Freistellungsauftrag ändern: So einfach funktioniert es

Im Laufe der Zeit möchten Kunden, ihren Freistellungsauftrag eventuell ändern. Zum Beispiel, weil sie das Konto auflösen oder ein weiteres bei einer anderen Bank besitzen. Vollkommen egal, ob es sich um ein oder mehrere Konten handelt, der Sparerfreibetrag darf nicht überschritten werden.

Dieser beträgt bei Einzelpersonen 750 Euro. Dazu kommen noch 51 Euro Werbungskostenpauschale. Verheiratete haben einen Sparerfreibetrag von 1.602 Euro. Demnach das Doppelte. Wer mehrere Konten bei einer Bank besitzt, muss den Freistellungsauftrag für alle erteilen. Jedoch gilt dies nicht bei unterschiedlichen Banken.

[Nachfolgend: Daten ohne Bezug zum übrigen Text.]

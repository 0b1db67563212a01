use std::time::Duration;

use log::trace;

use crate::error::AppError;
use crate::gpio::{EdgeEvent, LineRequest};

/// Waits up to `timeout` for edge events on a single-line request and drains
/// everything that is queued.
///
/// `Some(Duration::ZERO)` returns immediately, `None` blocks until at least one
/// event arrives. An expired timeout yields an empty batch.
pub fn wait_and_drain<R: LineRequest>(
    request: &mut R,
    timeout: Option<Duration>,
) -> Result<Vec<EdgeEvent>, AppError> {
    if request.num_lines() != 1 {
        return Err(AppError::InvalidRequestShape(format!(
            "expected exactly one line, request holds {}",
            request.num_lines()
        )));
    }

    if !request.wait_edge_events(timeout)? {
        return Ok(Vec::new());
    }

    let mut events = request.read_edge_events()?;
    while request.wait_edge_events(Some(Duration::ZERO))? {
        let more = request.read_edge_events()?;
        if more.is_empty() {
            break;
        }
        events.extend(more);
    }

    trace!(
        "drained {} edge events from line {}",
        events.len(),
        request.offsets()[0]
    );
    Ok(events)
}
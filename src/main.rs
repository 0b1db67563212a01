use log::{info, warn};
use std::io;
use std::path::Path;
use std::sync::Arc;

use actix_web::{App, HttpServer, web};

use gpiohub::{AppConfig, AppState, DeviceHub, LineRegistry};

#[cfg(feature = "hardware-gpio")]
type Backend = gpiohub::LibgpiodBackend;
#[cfg(not(feature = "hardware-gpio"))]
type Backend = gpiohub::MockGpioBackend;

fn config_path() -> String {
    std::env::args()
        .nth(1)
        .or_else(|| std::env::var("GPIOHUB_CONFIG").ok())
        .unwrap_or_else(|| "config.json".to_string())
}

#[cfg(feature = "hardware-gpio")]
fn open_backend(_config: &AppConfig) -> io::Result<Backend> {
    Backend::new().map_err(io::Error::other)
}

#[cfg(not(feature = "hardware-gpio"))]
fn open_backend(config: &AppConfig) -> io::Result<Backend> {
    warn!("built without hardware-gpio, lines on {} are simulated", config.default_device);
    Ok(Backend::new().with_chip(&config.default_device, 64))
}

fn remove_stale_socket(path: &str) -> io::Result<()> {
    if Path::new(path).exists() {
        std::fs::remove_file(path)?;
    }
    Ok(())
}

#[actix_web::main]
async fn main() -> io::Result<()> {
    env_logger::init();

    let config_path = config_path();
    let config = Arc::new(AppConfig::load_from_file(&config_path).map_err(io::Error::other)?);

    let registry = Arc::new(LineRegistry::new(Arc::new(open_backend(&config)?)));
    let hub = Arc::new(DeviceHub::new(config.clone(), registry));
    let report = hub.start().map_err(io::Error::other)?;
    for (id, e) in &report.failed {
        warn!("{id} is unavailable: {e}");
    }
    info!("{} entities ready", report.created.len());

    let state = AppState {
        hub: hub.clone(),
        config_path: Some(config_path),
    };
    let scope_path = config.http.path.clone();
    let mut server = HttpServer::new(move || {
        App::new()
            .app_data(web::Data::new(state.clone()))
            .service(state.api_scope(&scope_path))
    });

    let mut bound = Vec::new();
    if let Some(socket_path) = &config.http.unix_socket {
        remove_stale_socket(socket_path)?;
        server = server.bind_uds(socket_path)?;
        bound.push(socket_path.clone());
    }
    if let Some(host) = &config.http.host {
        server = server.bind_auto_h2c(host)?;
        bound.push(host.clone());
    }
    if bound.is_empty() {
        hub.shutdown();
        return Err(io::Error::new(
            io::ErrorKind::InvalidInput,
            "http config needs a unix_socket, a host, or both",
        ));
    }

    info!("listening on {}", bound.join(" and "));
    let result = server.run().await;
    hub.shutdown();
    result
}
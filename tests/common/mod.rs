#![allow(dead_code)]

use std::sync::Arc;

use parking_lot::Mutex;

use gpiohub::{LineId, LineRegistry, MockGpioBackend, StateNotifier, StateUpdate};

pub const CHIP: &str = "/dev/gpiochip0";

#[derive(Default)]
pub struct RecordingNotifier {
    updates: Mutex<Vec<StateUpdate>>,
}

impl RecordingNotifier {
    pub fn updates(&self) -> Vec<StateUpdate> {
        self.updates.lock().clone()
    }

    pub fn count(&self) -> usize {
        self.updates.lock().len()
    }
}

impl StateNotifier for RecordingNotifier {
    fn notify(&self, update: StateUpdate) {
        self.updates.lock().push(update);
    }
}

pub fn line(offset: u32) -> LineId {
    LineId::new(CHIP, offset)
}

pub fn registry() -> (MockGpioBackend, Arc<LineRegistry<MockGpioBackend>>) {
    let backend = MockGpioBackend::new().with_chip(CHIP, 32);
    let registry = Arc::new(LineRegistry::new(Arc::new(backend.clone())));
    (backend, registry)
}
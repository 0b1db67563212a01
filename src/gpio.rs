use std::fmt;
use std::time::Duration;

use serde::{Deserialize, Serialize};

use crate::config::{EdgeDetect, PullMode};
use crate::error::AppError;

/// A physical line, addressed by chip path and offset.
#[derive(Debug, Clone, Hash, PartialEq, Eq, PartialOrd, Ord, Serialize, Deserialize)]
pub struct LineId {
    pub chip: String,
    pub offset: u32,
}

impl LineId {
    pub fn new(chip: impl Into<String>, offset: u32) -> Self {
        Self {
            chip: chip.into(),
            offset,
        }
    }
}

impl fmt::Display for LineId {
    fn fmt(&self, f: &mut fmt::Formatter<'_>) -> fmt::Result {
        write!(f, "{}:{}", self.chip, self.offset)
    }
}

#[derive(Debug, Clone, Copy, PartialEq, Eq, Serialize, Deserialize)]
#[serde(rename_all = "kebab-case")]
pub enum Direction {
    Input,
    Output,
}

#[derive(Debug, Clone, Copy, PartialEq, Eq, Default, Serialize, Deserialize)]
#[serde(rename_all = "kebab-case")]
pub enum Bias {
    #[default]
    None,
    PullUp,
    PullDown,
}

impl From<PullMode> for Bias {
    fn from(mode: PullMode) -> Self {
        match mode {
            PullMode::Up => Bias::PullUp,
            PullMode::Down => Bias::PullDown,
        }
    }
}

/// Complete settings for one requested line. Always replaced as a whole.
#[derive(Debug, Clone, PartialEq, Eq, Serialize, Deserialize)]
pub struct LineSettings {
    pub direction: Direction,
    pub bias: Bias,
    pub edge: EdgeDetect,
    pub debounce: Duration,
}

impl LineSettings {
    pub fn output() -> Self {
        Self {
            direction: Direction::Output,
            bias: Bias::None,
            edge: EdgeDetect::None,
            debounce: Duration::ZERO,
        }
    }

    pub fn input(pull: PullMode) -> Self {
        Self {
            direction: Direction::Input,
            bias: pull.into(),
            edge: EdgeDetect::None,
            debounce: Duration::ZERO,
        }
    }

    /// Overlays edge detection on an input line, keeping direction and bias.
    pub fn with_edge_detection(&self, edge: EdgeDetect, debounce_ms: u64) -> Result<Self, AppError> {
        if edge == EdgeDetect::None {
            return Err(AppError::InvalidEdgeMode(
                "edge detection overlay requires rising, falling or both".into(),
            ));
        }
        let settings = Self {
            edge,
            debounce: Duration::from_millis(debounce_ms),
            ..self.clone()
        };
        settings.validate()?;
        Ok(settings)
    }

    pub fn is_writable(&self) -> bool {
        self.direction == Direction::Output
    }

    pub fn validate(&self) -> Result<(), AppError> {
        match self.direction {
            Direction::Output => {
                if self.edge != EdgeDetect::None {
                    return Err(AppError::InvalidState(
                        "edge detection requires an input line".into(),
                    ));
                }
                if self.bias != Bias::None {
                    return Err(AppError::InvalidState(
                        "bias is only supported on input lines".into(),
                    ));
                }
            }
            Direction::Input => {}
        }
        if self.edge == EdgeDetect::None && !self.debounce.is_zero() {
            return Err(AppError::InvalidState(
                "debouncing requires edge detection to be enabled".into(),
            ));
        }
        Ok(())
    }
}

#[derive(Debug, Clone, Copy, PartialEq, Eq, Serialize)]
#[serde(rename_all = "kebab-case")]
pub enum EdgeKind {
    Rising,
    Falling,
}

#[derive(Debug, Clone, PartialEq, Eq, Serialize)]
pub struct EdgeEvent {
    pub offset: u32,
    pub edge: EdgeKind,
    pub timestamp_ns: u64,
}

/// A chip driver able to hand out line requests.
pub trait GpioBackend: Send + Sync + 'static {
    type Request: LineRequest;

    fn request_lines(
        &self,
        chip: &str,
        offsets: &[u32],
        settings: &LineSettings,
    ) -> Result<Self::Request, AppError>;
}

/// A live, kernel-backed request over one or more lines of a single chip.
pub trait LineRequest: Send + 'static {
    fn offsets(&self) -> &[u32];

    fn num_lines(&self) -> usize {
        self.offsets().len()
    }

    fn reconfigure(&mut self, settings: &LineSettings) -> Result<(), AppError>;

    fn value(&self, offset: u32) -> Result<bool, AppError>;

    fn set_value(&mut self, offset: u32, active: bool) -> Result<(), AppError>;

    /// `Some(Duration::ZERO)` never blocks, `None` waits indefinitely.
    fn wait_edge_events(&self, timeout: Option<Duration>) -> Result<bool, AppError>;

    /// Reads whatever is currently queued, without blocking.
    fn read_edge_events(&mut self) -> Result<Vec<EdgeEvent>, AppError>;

    fn release(self) -> Result<(), AppError>
    where
        Self: Sized;
}
//! Domain-level devices built on top of requested lines.
//!
//! Every device owns its [`LineHandle`](crate::registry::LineHandle)s for its
//! whole lifetime, so dropping a device releases its lines on every exit path.

mod binary_sensor;
mod cover;
mod switch;

use std::time::{SystemTime, UNIX_EPOCH};

use serde::Serialize;

pub use binary_sensor::{BinarySensor, BinarySensorOptions};
pub use cover::{Cover, CoverCommand, CoverOptions};
pub use switch::{Switch, SwitchOptions};

#[derive(Debug, Clone, Copy, PartialEq, Eq, Serialize)]
#[serde(tag = "kind", rename_all = "snake_case")]
pub enum EntityState {
    BinarySensor { is_on: Option<bool> },
    Switch { is_on: bool },
    Cover { is_closed: bool },
}

#[derive(Debug, Clone, Serialize)]
pub struct StateUpdate {
    pub entity_id: String,
    pub state: EntityState,
    /// Set when the state was just re-read from hardware.
    pub force_refresh: bool,
    pub timestamp_ms: u64,
}

impl StateUpdate {
    pub fn new(entity_id: &str, state: EntityState, force_refresh: bool) -> Self {
        Self {
            entity_id: entity_id.to_string(),
            state,
            force_refresh,
            timestamp_ms: epoch_millis(),
        }
    }
}

/// Sink for device state changes, implemented by the host.
pub trait StateNotifier: Send + Sync {
    fn notify(&self, update: StateUpdate);
}

/// Identity shared by all devices.
#[derive(Debug, Clone)]
pub struct EntityInfo {
    pub id: String,
    pub name: String,
}

impl EntityInfo {
    pub fn new(id: impl Into<String>, name: impl Into<String>) -> Self {
        Self {
            id: id.into(),
            name: name.into(),
        }
    }
}

fn epoch_millis() -> u64 {
    SystemTime::now()
        .duration_since(UNIX_EPOCH)
        .map(|d| d.as_millis() as u64)
        .unwrap_or(0)
}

Der Kunde hat zum Beispiel ein Konto mit Freistellung bei Bank A und eines bei Bank B, wo sich die Bank um die Versteuerung kümmert. Das macht vor allem dann Sinn, wenn der Sparerfreibetrag bereits bei einem Konto überschritten wird. Da die Bank alles direkt an das Finanzamt überweist, erspart sich der Kunde bürokratischen Aufwand.

Die Gültigkeitsdauer ist nicht eingeschränkt

Wer einen Freistellungsauftrag unterschreibt, kann diesen Freistellungsauftrag ändern. Generell ist die Gültigkeitsdauer nicht eingeschränkt. Sobald dieser aktiviert wurde, gilt er bis auf Weiteres. Den Freistellungsauftrag ändern ist ein Kinderspiel. So kann der Kunde zum Beispiel den Betrag, der von der Steuer befreit werden soll, erhöhen oder verringern. Nimmt der Kunde auf Konto A – 700 Euro ein, kann er demnach bei Konto B noch 101 Euro sparen. Ändert sich das Ganze, lassen sich die Summen ebenso anpassen. Einen Freistellungsauftrag ändern ist direkt bei der Bank oder bei manchen Online Banking möglich. Eine Änderung muss ebenso mit der Unterschrift bestätigt werden. Die Bank muss dies vor dem Finanzamt beweisen können.